//! Control-region layout.
//!
//! The control region is the only memory both processes mutate concurrently,
//! so its layout is ABI: field offsets and widths must never change without
//! bumping [`CONTROL_VERSION`]. Everything in it is accessed through atomics.

use std::sync::atomic::{AtomicU32, AtomicU64, AtomicU8, Ordering};

/// `b"PLUM"` as a little-endian `u32`.
pub const CONTROL_MAGIC: u32 = u32::from_le_bytes(*b"PLUM");

/// Control-region ABI version.
pub const CONTROL_VERSION: u32 = 1;

/// Consumer-side drain state. Initial value is `Processing`.
#[derive(Debug, Clone, Copy, PartialEq, Eq)]
#[repr(u8)]
pub enum ReaderState {
    Processing = 0,
    AboutToWait = 1,
    Waiting = 2,
    Paused = 3,
    Stopped = 4,
    Failed = 5,
}

impl ReaderState {
    pub fn from_u8(v: u8) -> Option<ReaderState> {
        Some(match v {
            0 => ReaderState::Processing,
            1 => ReaderState::AboutToWait,
            2 => ReaderState::Waiting,
            3 => ReaderState::Paused,
            4 => ReaderState::Stopped,
            5 => ReaderState::Failed,
            _ => return None,
        })
    }
}

/// Producer-side state, mirroring the reader's wait dance.
#[derive(Debug, Clone, Copy, PartialEq, Eq)]
#[repr(u8)]
pub enum WriterState {
    Processing = 0,
    AboutToWait = 1,
    Waiting = 2,
    Failed = 3,
}

impl WriterState {
    pub fn from_u8(v: u8) -> Option<WriterState> {
        Some(match v {
            0 => WriterState::Processing,
            1 => WriterState::AboutToWait,
            2 => WriterState::Waiting,
            3 => WriterState::Failed,
            _ => return None,
        })
    }
}

/// The fixed structure at offset 0 of the control region.
///
/// Overlaid onto the shared mapping by both sides; never constructed by
/// value outside of tests. `event_count` is incremented only by the
/// producer, `processed_count` only by the consumer. The semaphore words
/// are the futex words of the two counting semaphores.
#[repr(C)]
pub struct ControlBlock {
    pub magic: AtomicU32,
    pub version: AtomicU32,
    pub event_count: AtomicU64,
    pub processed_count: AtomicU64,
    pub reader_state: AtomicU8,
    pub writer_state: AtomicU8,
    /// Set once at teardown; every blocking wait re-checks it.
    pub closed: AtomicU8,
    _pad: [u8; 5],
    pub reader_sem: AtomicU32,
    pub writer_sem: AtomicU32,
}

/// Size of the control block in bytes. The control region must be at least
/// this large.
pub const CONTROL_BYTES: usize = std::mem::size_of::<ControlBlock>();

const _: () = assert!(std::mem::size_of::<ControlBlock>() == 40);
const _: () = assert!(std::mem::align_of::<ControlBlock>() == 8);

impl ControlBlock {
    /// Overlay the block onto a mapped control region.
    ///
    /// # Safety
    ///
    /// `ptr` must point at a live mapping of at least [`CONTROL_BYTES`]
    /// bytes, 8-byte aligned (mmap guarantees page alignment), valid for the
    /// lifetime of the returned reference.
    pub unsafe fn from_ptr<'a>(ptr: *mut u8) -> &'a ControlBlock {
        debug_assert!(ptr as usize % std::mem::align_of::<ControlBlock>() == 0);
        &*(ptr as *const ControlBlock)
    }

    /// Producer-side one-time initialization of a fresh control region.
    pub fn init(&self) {
        self.event_count.store(0, Ordering::Relaxed);
        self.processed_count.store(0, Ordering::Relaxed);
        self.reader_state
            .store(ReaderState::Processing as u8, Ordering::Relaxed);
        self.writer_state
            .store(WriterState::Processing as u8, Ordering::Relaxed);
        self.closed.store(0, Ordering::Relaxed);
        self.reader_sem.store(0, Ordering::Relaxed);
        self.writer_sem.store(0, Ordering::Relaxed);
        self.version.store(CONTROL_VERSION, Ordering::Relaxed);
        // Magic last: a consumer that sees it can rely on the rest.
        self.magic.store(CONTROL_MAGIC, Ordering::Release);
    }

    /// Consumer-side validation before first use.
    pub fn validate(&self) -> Result<(), ControlError> {
        let magic = self.magic.load(Ordering::Acquire);
        if magic != CONTROL_MAGIC {
            return Err(ControlError::BadMagic(magic));
        }
        let version = self.version.load(Ordering::Relaxed);
        if version != CONTROL_VERSION {
            return Err(ControlError::VersionMismatch(version));
        }
        Ok(())
    }

    pub fn reader_state(&self) -> Option<ReaderState> {
        ReaderState::from_u8(self.reader_state.load(Ordering::SeqCst))
    }

    pub fn writer_state(&self) -> Option<WriterState> {
        WriterState::from_u8(self.writer_state.load(Ordering::SeqCst))
    }

    pub fn is_closed(&self) -> bool {
        self.closed.load(Ordering::SeqCst) != 0
    }

    /// Events appended but not yet processed.
    pub fn pending(&self) -> u64 {
        let events = self.event_count.load(Ordering::SeqCst);
        let processed = self.processed_count.load(Ordering::SeqCst);
        events.saturating_sub(processed)
    }
}

#[derive(Debug, thiserror::Error)]
pub enum ControlError {
    #[error("control region magic mismatch: 0x{0:08x}")]
    BadMagic(u32),
    #[error("control region version mismatch: {0}")]
    VersionMismatch(u32),
}

#[cfg(test)]
mod tests {
    use super::*;
    use std::mem::MaybeUninit;

    fn fresh_block() -> Box<ControlBlock> {
        // Overlay semantics: the shared region arrives zeroed, init() runs
        // on top of whatever is there.
        let block = unsafe { MaybeUninit::<ControlBlock>::zeroed().assume_init() };
        let block = Box::new(block);
        block.init();
        block
    }

    #[test]
    fn init_then_validate() {
        let block = fresh_block();
        block.validate().unwrap();
        assert_eq!(block.reader_state(), Some(ReaderState::Processing));
        assert_eq!(block.writer_state(), Some(WriterState::Processing));
        assert!(!block.is_closed());
        assert_eq!(block.pending(), 0);
    }

    #[test]
    fn validate_rejects_garbage() {
        let block = fresh_block();
        block.magic.store(0xdead_beef, Ordering::SeqCst);
        assert!(matches!(block.validate(), Err(ControlError::BadMagic(_))));
    }

    #[test]
    fn validate_rejects_future_version() {
        let block = fresh_block();
        block.version.store(CONTROL_VERSION + 1, Ordering::SeqCst);
        assert!(matches!(
            block.validate(),
            Err(ControlError::VersionMismatch(_))
        ));
    }

    #[test]
    fn state_encodings_round_trip() {
        for v in 0..=5u8 {
            assert_eq!(ReaderState::from_u8(v).map(|s| s as u8), Some(v));
        }
        assert_eq!(ReaderState::from_u8(6), None);
        for v in 0..=3u8 {
            assert_eq!(WriterState::from_u8(v).map(|s| s as u8), Some(v));
        }
        assert_eq!(WriterState::from_u8(4), None);
    }

    #[test]
    fn pending_counts_unprocessed_events() {
        let block = fresh_block();
        block.event_count.store(10, Ordering::SeqCst);
        block.processed_count.store(4, Ordering::SeqCst);
        assert_eq!(block.pending(), 6);
    }
}
//! Wire contract of the plume transport.
//!
//! Two halves, both with fixed versioned layouts since the producer and
//! consumer processes read them without negotiation:
//! - [`control`]: the control-region block holding the shared counters,
//!   state words and semaphore words.
//! - [`record`]: the tagged, self-delimiting command-log records appended
//!   into data buffers.

pub mod control;
pub mod record;

pub use control::{
    ControlBlock, ControlError, ReaderState, WriterState, CONTROL_BYTES, CONTROL_MAGIC,
    CONTROL_VERSION,
};
pub use record::{
    decode_record, encode_record, encode_record_into, DrawOp, LockMode, Record, RecordDecodeError,
    SurfaceDesc, SurfaceFormat, SurfaceRecord, SurfaceUsage, TransportRecord, MAX_RECORD_BYTES,
};

/// Producer-assigned surface id, unique per connection.
pub type OwnerId = u32;
//! Command-log record format.
//!
//! Records are tagged and self-delimiting: a `u16` tag followed by a fixed
//! per-tag field layout (variable-size payloads carry explicit byte counts).
//! Everything is little-endian. The stream layer frames each record with a
//! `u32` length prefix; this module defines the payload only.
//!
//! The tag space has two tiers: a small fixed transport tier (`0x00xx`) and
//! an extensible domain tier (`0x01xx` surface lifecycle, `0x02xx` draw
//! operations). An unknown tag is a protocol error that fails the whole
//! connection; the transport never skips or reorders records.

use crate::OwnerId;

/// One command-log record, in append order.
#[derive(Debug, Clone, PartialEq, Eq)]
pub enum Record {
    Transport(TransportRecord),
    Surface(SurfaceRecord),
}

/// Transport-control tier: records the stream layer itself consumes.
#[derive(Debug, Clone, PartialEq, Eq)]
pub enum TransportRecord {
    /// Final record of a data buffer; the consumer advances to the next
    /// buffer in rotation order.
    NextBuffer,

    /// Marks a drain target the producer can wait on.
    Checkpoint,

    /// Suspend translation until the matching out-of-band token is observed.
    AwaitToken { token: u64 },

    /// Park the consumer in the Paused state.
    Pause,
}

/// Surface lock intent, encoded in lock records.
#[derive(Debug, Clone, Copy, PartialEq, Eq)]
pub enum LockMode {
    ReadOnly,
    WriteOnly,
    ReadWrite,
}

impl LockMode {
    fn to_u8(self) -> u8 {
        match self {
            LockMode::ReadOnly => 0,
            LockMode::WriteOnly => 1,
            LockMode::ReadWrite => 2,
        }
    }

    fn from_u8(v: u8) -> Result<Self, RecordDecodeError> {
        Ok(match v {
            0 => LockMode::ReadOnly,
            1 => LockMode::WriteOnly,
            2 => LockMode::ReadWrite,
            _ => return Err(RecordDecodeError::InvalidEnum),
        })
    }
}

/// Pixel layout of a surface.
#[derive(Debug, Clone, Copy, PartialEq, Eq)]
pub enum SurfaceFormat {
    Bgra8,
    Rgba8,
}

impl SurfaceFormat {
    fn to_u8(self) -> u8 {
        match self {
            SurfaceFormat::Bgra8 => 0,
            SurfaceFormat::Rgba8 => 1,
        }
    }

    fn from_u8(v: u8) -> Result<Self, RecordDecodeError> {
        Ok(match v {
            0 => SurfaceFormat::Bgra8,
            1 => SurfaceFormat::Rgba8,
            _ => return Err(RecordDecodeError::InvalidEnum),
        })
    }
}

bitflags::bitflags! {
    /// How the consumer may use a surface.
    #[derive(Debug, Clone, Copy, PartialEq, Eq)]
    pub struct SurfaceUsage: u8 {
        /// Surface may be presented to an output.
        const DISPLAY = 1 << 0;
        /// Surface contents may be read back into the readback region.
        const READBACK = 1 << 1;
    }
}

#[derive(Debug, Clone, Copy, PartialEq, Eq)]
pub struct SurfaceDesc {
    pub width: u32,
    pub height: u32,
    pub format: SurfaceFormat,
    pub usage: SurfaceUsage,
}

/// A drawing operation against a locked surface. Pixel payloads are not
/// inlined; `BlitPixels` carries an offset/length into the connection's
/// pixel region.
#[derive(Debug, Clone, Copy, PartialEq, Eq)]
pub enum DrawOp {
    FillRect {
        x: i32,
        y: i32,
        width: u32,
        height: u32,
        color: u32,
    },
    StrokeLine {
        x0: i32,
        y0: i32,
        x1: i32,
        y1: i32,
        color: u32,
        thickness: u32,
    },
    BlitPixels {
        x: i32,
        y: i32,
        width: u32,
        height: u32,
        pixels_offset: u64,
        pixels_len: u32,
    },
}

/// Domain tier: surface lifecycle and drawing.
#[derive(Debug, Clone, PartialEq, Eq)]
pub enum SurfaceRecord {
    Create { owner: OwnerId, desc: SurfaceDesc },
    Lock { owner: OwnerId, mode: LockMode },
    Unlock { owner: OwnerId },
    Draw { owner: OwnerId, op: DrawOp },
    Present { owner: OwnerId, output: u32 },
    Destroy { owner: OwnerId },
}

#[derive(Debug, Clone, PartialEq, Eq, thiserror::Error)]
pub enum RecordDecodeError {
    #[error("unexpected EOF")]
    UnexpectedEof,
    #[error("invalid enum value")]
    InvalidEnum,
    #[error("unknown tag")]
    UnknownTag,
    #[error("record payload too large")]
    OversizedPayload,
    #[error("trailing bytes after record")]
    TrailingBytes,
}

/// Defensive maximum record size (bytes) for decode.
pub const MAX_RECORD_BYTES: usize = 1 << 20; // 1 MiB

const TAG_NEXT_BUFFER: u16 = 0x0000;
const TAG_CHECKPOINT: u16 = 0x0001;
const TAG_AWAIT_TOKEN: u16 = 0x0002;
const TAG_PAUSE: u16 = 0x0003;

const TAG_SURFACE_CREATE: u16 = 0x0100;
const TAG_SURFACE_LOCK: u16 = 0x0101;
const TAG_SURFACE_UNLOCK: u16 = 0x0102;
const TAG_SURFACE_PRESENT: u16 = 0x0103;
const TAG_SURFACE_DESTROY: u16 = 0x0104;

const TAG_DRAW_FILL_RECT: u16 = 0x0200;
const TAG_DRAW_STROKE_LINE: u16 = 0x0201;
const TAG_DRAW_BLIT_PIXELS: u16 = 0x0202;

pub fn encode_record(record: &Record) -> Vec<u8> {
    let mut out = Vec::new();
    encode_record_into(record, &mut out);
    out
}

pub fn encode_record_into(record: &Record, out: &mut Vec<u8>) {
    match record {
        Record::Transport(t) => encode_transport(t, out),
        Record::Surface(s) => encode_surface(s, out),
    }
}

fn encode_transport(record: &TransportRecord, out: &mut Vec<u8>) {
    match record {
        TransportRecord::NextBuffer => {
            push_u16(out, TAG_NEXT_BUFFER);
        }
        TransportRecord::Checkpoint => {
            push_u16(out, TAG_CHECKPOINT);
        }
        TransportRecord::AwaitToken { token } => {
            push_u16(out, TAG_AWAIT_TOKEN);
            push_u64(out, *token);
        }
        TransportRecord::Pause => {
            push_u16(out, TAG_PAUSE);
        }
    }
}

fn encode_surface(record: &SurfaceRecord, out: &mut Vec<u8>) {
    match record {
        SurfaceRecord::Create { owner, desc } => {
            push_u16(out, TAG_SURFACE_CREATE);
            push_u32(out, *owner);
            push_u32(out, desc.width);
            push_u32(out, desc.height);
            out.push(desc.format.to_u8());
            out.push(desc.usage.bits());
        }
        SurfaceRecord::Lock { owner, mode } => {
            push_u16(out, TAG_SURFACE_LOCK);
            push_u32(out, *owner);
            out.push(mode.to_u8());
        }
        SurfaceRecord::Unlock { owner } => {
            push_u16(out, TAG_SURFACE_UNLOCK);
            push_u32(out, *owner);
        }
        SurfaceRecord::Present { owner, output } => {
            push_u16(out, TAG_SURFACE_PRESENT);
            push_u32(out, *owner);
            push_u32(out, *output);
        }
        SurfaceRecord::Destroy { owner } => {
            push_u16(out, TAG_SURFACE_DESTROY);
            push_u32(out, *owner);
        }
        SurfaceRecord::Draw { owner, op } => match op {
            DrawOp::FillRect {
                x,
                y,
                width,
                height,
                color,
            } => {
                push_u16(out, TAG_DRAW_FILL_RECT);
                push_u32(out, *owner);
                push_i32(out, *x);
                push_i32(out, *y);
                push_u32(out, *width);
                push_u32(out, *height);
                push_u32(out, *color);
            }
            DrawOp::StrokeLine {
                x0,
                y0,
                x1,
                y1,
                color,
                thickness,
            } => {
                push_u16(out, TAG_DRAW_STROKE_LINE);
                push_u32(out, *owner);
                push_i32(out, *x0);
                push_i32(out, *y0);
                push_i32(out, *x1);
                push_i32(out, *y1);
                push_u32(out, *color);
                push_u32(out, *thickness);
            }
            DrawOp::BlitPixels {
                x,
                y,
                width,
                height,
                pixels_offset,
                pixels_len,
            } => {
                push_u16(out, TAG_DRAW_BLIT_PIXELS);
                push_u32(out, *owner);
                push_i32(out, *x);
                push_i32(out, *y);
                push_u32(out, *width);
                push_u32(out, *height);
                push_u64(out, *pixels_offset);
                push_u32(out, *pixels_len);
            }
        },
    }
}

pub fn decode_record(bytes: &[u8]) -> Result<Record, RecordDecodeError> {
    if bytes.len() > MAX_RECORD_BYTES {
        return Err(RecordDecodeError::OversizedPayload);
    }
    let mut r = Reader::new(bytes);
    let tag = r.read_u16()?;
    let record = match tag {
        TAG_NEXT_BUFFER => Record::Transport(TransportRecord::NextBuffer),
        TAG_CHECKPOINT => Record::Transport(TransportRecord::Checkpoint),
        TAG_AWAIT_TOKEN => Record::Transport(TransportRecord::AwaitToken {
            token: r.read_u64()?,
        }),
        TAG_PAUSE => Record::Transport(TransportRecord::Pause),
        TAG_SURFACE_CREATE => {
            let owner = r.read_u32()?;
            let width = r.read_u32()?;
            let height = r.read_u32()?;
            let format = SurfaceFormat::from_u8(r.read_u8()?)?;
            let usage = SurfaceUsage::from_bits(r.read_u8()?)
                .ok_or(RecordDecodeError::InvalidEnum)?;
            Record::Surface(SurfaceRecord::Create {
                owner,
                desc: SurfaceDesc {
                    width,
                    height,
                    format,
                    usage,
                },
            })
        }
        TAG_SURFACE_LOCK => {
            let owner = r.read_u32()?;
            let mode = LockMode::from_u8(r.read_u8()?)?;
            Record::Surface(SurfaceRecord::Lock { owner, mode })
        }
        TAG_SURFACE_UNLOCK => Record::Surface(SurfaceRecord::Unlock {
            owner: r.read_u32()?,
        }),
        TAG_SURFACE_PRESENT => {
            let owner = r.read_u32()?;
            let output = r.read_u32()?;
            Record::Surface(SurfaceRecord::Present { owner, output })
        }
        TAG_SURFACE_DESTROY => Record::Surface(SurfaceRecord::Destroy {
            owner: r.read_u32()?,
        }),
        TAG_DRAW_FILL_RECT => {
            let owner = r.read_u32()?;
            Record::Surface(SurfaceRecord::Draw {
                owner,
                op: DrawOp::FillRect {
                    x: r.read_i32()?,
                    y: r.read_i32()?,
                    width: r.read_u32()?,
                    height: r.read_u32()?,
                    color: r.read_u32()?,
                },
            })
        }
        TAG_DRAW_STROKE_LINE => {
            let owner = r.read_u32()?;
            Record::Surface(SurfaceRecord::Draw {
                owner,
                op: DrawOp::StrokeLine {
                    x0: r.read_i32()?,
                    y0: r.read_i32()?,
                    x1: r.read_i32()?,
                    y1: r.read_i32()?,
                    color: r.read_u32()?,
                    thickness: r.read_u32()?,
                },
            })
        }
        TAG_DRAW_BLIT_PIXELS => {
            let owner = r.read_u32()?;
            Record::Surface(SurfaceRecord::Draw {
                owner,
                op: DrawOp::BlitPixels {
                    x: r.read_i32()?,
                    y: r.read_i32()?,
                    width: r.read_u32()?,
                    height: r.read_u32()?,
                    pixels_offset: r.read_u64()?,
                    pixels_len: r.read_u32()?,
                },
            })
        }
        _ => return Err(RecordDecodeError::UnknownTag),
    };
    if r.remaining() != 0 {
        return Err(RecordDecodeError::TrailingBytes);
    }
    Ok(record)
}

fn push_u16(out: &mut Vec<u8>, v: u16) {
    out.extend_from_slice(&v.to_le_bytes());
}

fn push_u32(out: &mut Vec<u8>, v: u32) {
    out.extend_from_slice(&v.to_le_bytes());
}

fn push_i32(out: &mut Vec<u8>, v: i32) {
    out.extend_from_slice(&v.to_le_bytes());
}

fn push_u64(out: &mut Vec<u8>, v: u64) {
    out.extend_from_slice(&v.to_le_bytes());
}

struct Reader<'a> {
    bytes: &'a [u8],
    pos: usize,
}

impl<'a> Reader<'a> {
    fn new(bytes: &'a [u8]) -> Self {
        Self { bytes, pos: 0 }
    }

    fn remaining(&self) -> usize {
        self.bytes.len().saturating_sub(self.pos)
    }

    fn read_u8(&mut self) -> Result<u8, RecordDecodeError> {
        let b = *self
            .bytes
            .get(self.pos)
            .ok_or(RecordDecodeError::UnexpectedEof)?;
        self.pos += 1;
        Ok(b)
    }

    fn read_u16(&mut self) -> Result<u16, RecordDecodeError> {
        let bytes = self.read_bytes(2)?;
        Ok(u16::from_le_bytes([bytes[0], bytes[1]]))
    }

    fn read_u32(&mut self) -> Result<u32, RecordDecodeError> {
        let bytes = self.read_bytes(4)?;
        Ok(u32::from_le_bytes([bytes[0], bytes[1], bytes[2], bytes[3]]))
    }

    fn read_i32(&mut self) -> Result<i32, RecordDecodeError> {
        Ok(self.read_u32()? as i32)
    }

    fn read_u64(&mut self) -> Result<u64, RecordDecodeError> {
        let bytes = self.read_bytes(8)?;
        Ok(u64::from_le_bytes([
            bytes[0], bytes[1], bytes[2], bytes[3], bytes[4], bytes[5], bytes[6], bytes[7],
        ]))
    }

    fn read_bytes(&mut self, len: usize) -> Result<&'a [u8], RecordDecodeError> {
        if self.remaining() < len {
            return Err(RecordDecodeError::UnexpectedEof);
        }
        let slice = &self.bytes[self.pos..self.pos + len];
        self.pos += len;
        Ok(slice)
    }
}

#[cfg(test)]
mod tests {
    use super::*;

    #[test]
    fn transport_records_round_trip() {
        for record in [
            Record::Transport(TransportRecord::NextBuffer),
            Record::Transport(TransportRecord::Checkpoint),
            Record::Transport(TransportRecord::AwaitToken { token: 42 }),
            Record::Transport(TransportRecord::Pause),
        ] {
            let bytes = encode_record(&record);
            assert_eq!(decode_record(&bytes).unwrap(), record);
        }
    }

    #[test]
    fn surface_create_round_trips() {
        let record = Record::Surface(SurfaceRecord::Create {
            owner: 7,
            desc: SurfaceDesc {
                width: 64,
                height: 64,
                format: SurfaceFormat::Bgra8,
                usage: SurfaceUsage::DISPLAY | SurfaceUsage::READBACK,
            },
        });
        let bytes = encode_record(&record);
        assert_eq!(decode_record(&bytes).unwrap(), record);
    }

    #[test]
    fn unknown_tag_is_rejected() {
        let mut bytes = Vec::new();
        push_u16(&mut bytes, 0x7fff);
        assert_eq!(decode_record(&bytes), Err(RecordDecodeError::UnknownTag));
    }

    #[test]
    fn trailing_bytes_are_rejected() {
        let mut bytes = encode_record(&Record::Transport(TransportRecord::Pause));
        bytes.push(0);
        assert_eq!(decode_record(&bytes), Err(RecordDecodeError::TrailingBytes));
    }

    #[test]
    fn truncated_record_is_rejected() {
        let bytes = encode_record(&Record::Surface(SurfaceRecord::Present {
            owner: 1,
            output: 2,
        }));
        assert_eq!(
            decode_record(&bytes[..bytes.len() - 1]),
            Err(RecordDecodeError::UnexpectedEof)
        );
    }

    #[test]
    fn invalid_lock_mode_is_rejected() {
        let mut bytes = Vec::new();
        push_u16(&mut bytes, 0x0101);
        push_u32(&mut bytes, 7);
        bytes.push(9);
        assert_eq!(decode_record(&bytes), Err(RecordDecodeError::InvalidEnum));
    }

    #[test]
    fn oversized_payload_is_rejected() {
        let bytes = vec![0u8; MAX_RECORD_BYTES + 1];
        assert_eq!(
            decode_record(&bytes),
            Err(RecordDecodeError::OversizedPayload)
        );
    }
}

────────────────────

◆ **Work instruction**:
The required answer is each line of the data in which the word "both" appears.

◆ **Completed task**:
//! The control region is the only memory both processes mutate concurrently,
/// Overlaid onto the shared mapping by both sides; never constructed by
//! Two halves, both with fixed versioned layouts since the producer and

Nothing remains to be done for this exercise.